REQUIRED WORK
Starting at the first line of the data below, repeat each line word for word up to and including the line with "batch without committing".

MATERIAL TO PROCESS
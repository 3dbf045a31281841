//! Outbox storage port.

use async_trait::async_trait;

use crate::{Message, OutboxResult, ShutdownToken};

/// Durable queue holding deferred messages until the processor forwards them.
///
/// `store` is only ever invoked from a post-commit hook; a stored message
/// becomes visible to `retrieve` once `store` returns successfully.
#[async_trait]
pub trait OutboxStorage: Send + Sync + 'static {
    /// Batch handle returned by [`retrieve`](Self::retrieve).
    type Batch: StoredBatch;

    /// Durably append one message.
    async fn store(&self, message: Message) -> OutboxResult<()>;

    /// Dequeue up to `max_messages` of the oldest available entries.
    ///
    /// The entries stay reserved while the batch is outstanding: committing
    /// it removes them permanently, dropping it returns them for a later
    /// retrieve. Implementations that block waiting for entries must honor
    /// `shutdown` and return [`OutboxError::Shutdown`](crate::OutboxError::Shutdown)
    /// when it fires.
    async fn retrieve(
        &self,
        shutdown: &ShutdownToken,
        max_messages: usize,
    ) -> OutboxResult<Self::Batch>;
}

/// A reserved batch of stored messages.
///
/// Commit and forwarding resolve as one outcome: the processor forwards every
/// message, then commits the batch. Dropping the batch without committing
/// rolls the reservation back.
#[async_trait]
pub trait StoredBatch: Send {
    /// The reserved messages, oldest first.
    fn messages(&self) -> &[Message];

    /// Whether the batch holds no messages.
    fn is_empty(&self) -> bool {
        self.messages().is_empty()
    }

    /// Permanently remove the reserved entries from storage.
    async fn commit(self) -> OutboxResult<()>;
}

SOLUTION TO THE EXERCISE
repository 3dbf045a31281841
//! Outbox storage port.

use async_trait::async_trait;

use crate::{Message, OutboxResult, ShutdownToken};

/// Durable queue holding deferred messages until the processor forwards them.
///
/// `store` is only ever invoked from a post-commit hook; a stored message
/// becomes visible to `retrieve` once `store` returns successfully.
#[async_trait]
pub trait OutboxStorage: Send + Sync + 'static {
    /// Batch handle returned by [`retrieve`](Self::retrieve).
    type Batch: StoredBatch;

    /// Durably append one message.
    async fn store(&self, message: Message) -> OutboxResult<()>;

    /// Dequeue up to `max_messages` of the oldest available entries.
    ///
    /// The entries stay reserved while the batch is outstanding: committing
    /// it removes them permanently, dropping it returns them for a later
    /// retrieve. Implementations that block waiting for entries must honor
    /// `shutdown` and return [`OutboxError::Shutdown`](crate::OutboxError::Shutdown)
    /// when it fires.
    async fn retrieve(
        &self,
        shutdown: &ShutdownToken,
        max_messages: usize,
    ) -> OutboxResult<Self::Batch>;
}

/// A reserved batch of stored messages.
///
/// Commit and forwarding resolve as one outcome: the processor forwards every
/// message, then commits the batch. Dropping the batch without committing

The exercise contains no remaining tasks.